**Task details:** The expected output is each entry, given again exactly.
++++
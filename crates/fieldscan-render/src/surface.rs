// SPDX-License-Identifier: PMPL-1.0-or-later
// Copyright (c) 2026 Jonathan D.A. Jewell (hyperpolymath) <jonathan.jewell@open.ac.uk>
//
// Rendering surface seam.
//
// A surface is the single mutable canvas that page previews and OCR
// rasterization both draw on.  Drawing happens in two stages, load then draw,
// so a cancelled task can stop between them.

use image::{Rgba, RgbaImage};
use tracing::debug;

use fieldscan_core::error::{FieldscanError, Result};

/// Size of a loaded page at scale 1.0, in pixels.
#[derive(Debug, Clone, Copy, PartialEq)]
pub struct PageGeometry {
    pub width: u32,
    pub height: u32,
}

/// Longest canvas side a draw may produce, in pixels.
pub const MAX_CANVAS_SIDE: u32 = 16_384;

impl PageGeometry {
    /// Pixel size at `scale`; never smaller than 1x1.
    ///
    /// # Errors
    ///
    /// [`FieldscanError::RenderFailed`] when either side would exceed
    /// [`MAX_CANVAS_SIDE`].
    pub fn scaled(&self, scale: f32) -> Result<(u32, u32)> {
        let side = |len: u32| -> Result<u32> {
            let px = (f64::from(len) * f64::from(scale)).round().max(1.0);
            if px > f64::from(MAX_CANVAS_SIDE) {
                return Err(FieldscanError::RenderFailed(format!(
                    "canvas side {px} exceeds {MAX_CANVAS_SIDE}px at scale {scale}"
                )));
            }
            Ok(px as u32)
        };
        Ok((side(self.width)?, side(self.height)?))
    }
}

/// Something that can turn document pages into pixels.
///
/// Implementations are not expected to be reentrant; the render queue
/// guarantees only one task uses the surface at a time.
pub trait RenderSurface: Send + 'static {
    /// Number of pages in the open document.
    fn page_count(&self) -> u32;

    /// Decode page `page` (1-based) and prepare it for drawing.
    fn load_page(&mut self, page: u32) -> Result<PageGeometry>;

    /// Draw the loaded page at `scale`.
    fn draw_page(&mut self, page: u32, scale: f32) -> Result<RgbaImage>;
}

/// Surface that renders every page as a blank white canvas.
///
/// Stands in for a real document renderer when the page content comes from
/// elsewhere, e.g. a recorded OCR dump.
#[derive(Debug, Clone)]
pub struct BlankSurface {
    page_count: u32,
    geometry: PageGeometry,
    loaded: Option<u32>,
}

impl BlankSurface {
    /// US Letter at 72 dpi.
    pub const LETTER: PageGeometry = PageGeometry {
        width: 612,
        height: 792,
    };

    pub fn new(page_count: u32, geometry: PageGeometry) -> Self {
        Self {
            page_count,
            geometry,
            loaded: None,
        }
    }

    pub fn letter(page_count: u32) -> Self {
        Self::new(page_count, Self::LETTER)
    }
}

impl RenderSurface for BlankSurface {
    fn page_count(&self) -> u32 {
        self.page_count
    }

    fn load_page(&mut self, page: u32) -> Result<PageGeometry> {
        if page == 0 || page > self.page_count {
            return Err(FieldscanError::PageOutOfRange {
                page,
                page_count: self.page_count,
            });
        }
        self.loaded = Some(page);
        Ok(self.geometry)
    }

    fn draw_page(&mut self, page: u32, scale: f32) -> Result<RgbaImage> {
        if self.loaded != Some(page) {
            return Err(FieldscanError::RenderFailed(format!("page {page} is not loaded")));
        }
        if !scale.is_finite() || scale <= 0.0 {
            return Err(FieldscanError::RenderFailed(format!("invalid scale {scale}")));
        }
        let (w, h) = self.geometry.scaled(scale)?;
        debug!(page, w, h, "drawing blank page");
        Ok(RgbaImage::from_pixel(w, h, Rgba([255, 255, 255, 255])))
    }
}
++++
**Your solution:**
filename crates/fieldscan-render/src/surface.rs
// SPDX-License-Identifier: PMPL-1.0-or-later
// Copyright (c) 2026 Jonathan D.A. Jewell (hyperpolymath) <jonathan.jewell@open.ac.uk>
//
// Rendering surface seam.
//
// A surface is the single mutable canvas that page previews and OCR
// rasterization both draw on.  Drawing happens in two stages, load then draw,
// so a cancelled task can stop between them.

use image::{Rgba, RgbaImage};
use tracing::debug;

use fieldscan_core::error::{FieldscanError, Result};

/// Size of a loaded page at scale 1.0, in pixels.
#[derive(Debug, Clone, Copy, PartialEq)]
pub struct PageGeometry {
    pub width: u32,
    pub height: u32,
}

/// Longest canvas side a draw may produce, in pixels.
pub const MAX_CANVAS_SIDE: u32 = 16_384;

impl PageGeometry {
    /// Pixel size at `scale`; never smaller than 1x1.
    ///
    /// # Errors
    ///
    /// [`FieldscanError::RenderFailed`] when either side would exceed
    /// [`MAX_CANVAS_SIDE`].
    pub fn scaled(&self, scale: f32) -> Result<(u32, u32)> {
        let side = |len: u32| -> Result<u32> {
            let px = (f64::from(len) * f64::from(scale)).round().max(1.0);
            if px > f64::from(MAX_CANVAS_SIDE) {
                return Err(FieldscanError::RenderFailed(format!(
                    "canvas side {px} exceeds {MAX_CANVAS_SIDE}px at scale {scale}"
                )));
            }
            Ok(px as u32)
        };
        Ok((side(self.width)?, side(self.height)?))
    }
}

/// Something that can turn document pages into pixels.
///
/// Implementations are not expected to be reentrant; the render queue
/// guarantees only one task uses the surface at a time.
pub trait RenderSurface: Send + 'static {
    /// Number of pages in the open document.
    fn page_count(&self) -> u32;

    /// Decode page `page` (1-based) and prepare it for drawing.
    fn load_page(&mut self, page: u32) -> Result<PageGeometry>;

    /// Draw the loaded page at `scale`.
    fn draw_page(&mut self, page: u32, scale: f32) -> Result<RgbaImage>;
}

/// Surface that renders every page as a blank white canvas.
///
/// Stands in for a real document renderer when the page content comes from
/// elsewhere, e.g. a recorded OCR dump.
#[derive(Debug, Clone)]
pub struct BlankSurface {
    page_count: u32,
    geometry: PageGeometry,
    loaded: Option<u32>,
}

impl BlankSurface {
    /// US Letter at 72 dpi.
    pub const LETTER: PageGeometry = PageGeometry {
        width: 612,
        height: 792,
    };

    pub fn new(page_count: u32, geometry: PageGeometry) -> Self {
        Self {
            page_count,
            geometry,
            loaded: None,
        }
    }

    pub fn letter(page_count: u32) -> Self {
        Self::new(page_count, Self::LETTER)
    }
}

impl RenderSurface for BlankSurface {
    fn page_count(&self) -> u32 {
        self.page_count
    }

    fn load_page(&mut self, page: u32) -> Result<PageGeometry> {
        if page == 0 || page > self.page_count {
            return Err(FieldscanError::PageOutOfRange {
                page,
                page_count: self.page_count,
            });
        }
        self.loaded = Some(page);
        Ok(self.geometry)
    }

    fn draw_page(&mut self, page: u32, scale: f32) -> Result<RgbaImage> {
        if self.loaded != Some(page) {
            return Err(FieldscanError::RenderFailed(format!("page {page} is not loaded")));
        }
        if !scale.is_finite() || scale <= 0.0 {
            return Err(FieldscanError::RenderFailed(format!("invalid scale {scale}")));
        }
        let (w, h) = self.geometry.scaled(scale)?;
        debug!(page, w, h, "drawing blank page");
        Ok(RgbaImage::from_pixel(w, h, Rgba([255, 255, 255, 255])))
    }
}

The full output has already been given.